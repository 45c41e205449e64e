//! 输出目录的文件系统辅助函数
use crate::error::{RsResult, RulesetError};
use log::{debug, warn};
use std::io::ErrorKind;
use std::path::Path;
use std::time::Duration;
use walkdir::WalkDir;

/// 首次删除失败后的等待时间
const RETRY_DELAY: Duration = Duration::from_millis(500);
/// 慢速逐项删除时每项之间的间隔
const ENTRY_DELAY: Duration = Duration::from_millis(10);

/// 删除并重建目录
///
/// 目录被其他进程占用时整体删除可能失败：等待后改为逐项尽力删除，
/// 仍失败才作为致命错误上抛。
pub async fn recreate_dir(path: &Path) -> RsResult<()> {
    match tokio::fs::remove_dir_all(path).await {
        Ok(()) => debug!("已删除输出目录：{}", path.display()),
        Err(e) if e.kind() == ErrorKind::NotFound => {}
        Err(e) => {
            warn!("删除输出目录失败，将慢速重试：{} - {}", path.display(), e);
            tokio::time::sleep(RETRY_DELAY).await;
            remove_dir_slowly(path).await?;
        }
    }

    tokio::fs::create_dir_all(path).await?;
    Ok(())
}

/// 逐项删除（先删内容再删目录），单项失败不中断，最后统一检查
async fn remove_dir_slowly(path: &Path) -> RsResult<()> {
    let entries: Vec<_> = WalkDir::new(path)
        .contents_first(true)
        .into_iter()
        .filter_map(Result::ok)
        .collect();

    for entry in entries {
        let result = if entry.file_type().is_dir() {
            tokio::fs::remove_dir(entry.path()).await
        } else {
            tokio::fs::remove_file(entry.path()).await
        };
        if let Err(e) = result {
            if e.kind() != ErrorKind::NotFound {
                debug!("逐项删除失败：{} - {}", entry.path().display(), e);
            }
        }
        tokio::time::sleep(ENTRY_DELAY).await;
    }

    match tokio::fs::remove_dir_all(path).await {
        Ok(()) => Ok(()),
        Err(e) if e.kind() == ErrorKind::NotFound => Ok(()),
        Err(source) => Err(RulesetError::FsContention {
            path: path.to_path_buf(),
            source,
        }),
    }
}

/// 列出目录下的普通文件（按文件名排序，跳过隐藏文件），目录不存在时返回空
pub fn sorted_files(dir: &Path) -> RsResult<Vec<std::path::PathBuf>> {
    if !dir.is_dir() {
        return Ok(Vec::new());
    }
    let mut files = Vec::new();
    for entry in WalkDir::new(dir).min_depth(1).max_depth(1).sort_by_file_name() {
        let entry = entry.map_err(|e| RulesetError::IoError(e.into()))?;
        if entry.file_type().is_file() && !is_hidden(entry.file_name()) {
            files.push(entry.into_path());
        }
    }
    Ok(files)
}

/// 列出目录下的子目录（按名称排序，跳过隐藏目录）
pub fn sorted_dirs(dir: &Path) -> RsResult<Vec<std::path::PathBuf>> {
    let mut dirs = Vec::new();
    for entry in WalkDir::new(dir).min_depth(1).max_depth(1).sort_by_file_name() {
        let entry = entry.map_err(|e| RulesetError::IoError(e.into()))?;
        if entry.file_type().is_dir() && !is_hidden(entry.file_name()) {
            dirs.push(entry.into_path());
        }
    }
    Ok(dirs)
}

fn is_hidden(name: &std::ffi::OsStr) -> bool {
    name.to_str().is_some_and(|n| n.starts_with('.'))
}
- - -
Goal of the exercise: Go through the entries and copy every line that has "RsResult".

Response to the exercise:
use crate::error::{RsResult, RulesetError};
pub async fn recreate_dir(path: &Path) -> RsResult<()> {
async fn remove_dir_slowly(path: &Path) -> RsResult<()> {
pub fn sorted_files(dir: &Path) -> RsResult<Vec<std::path::PathBuf>> {
pub fn sorted_dirs(dir: &Path) -> RsResult<Vec<std::path::PathBuf>> {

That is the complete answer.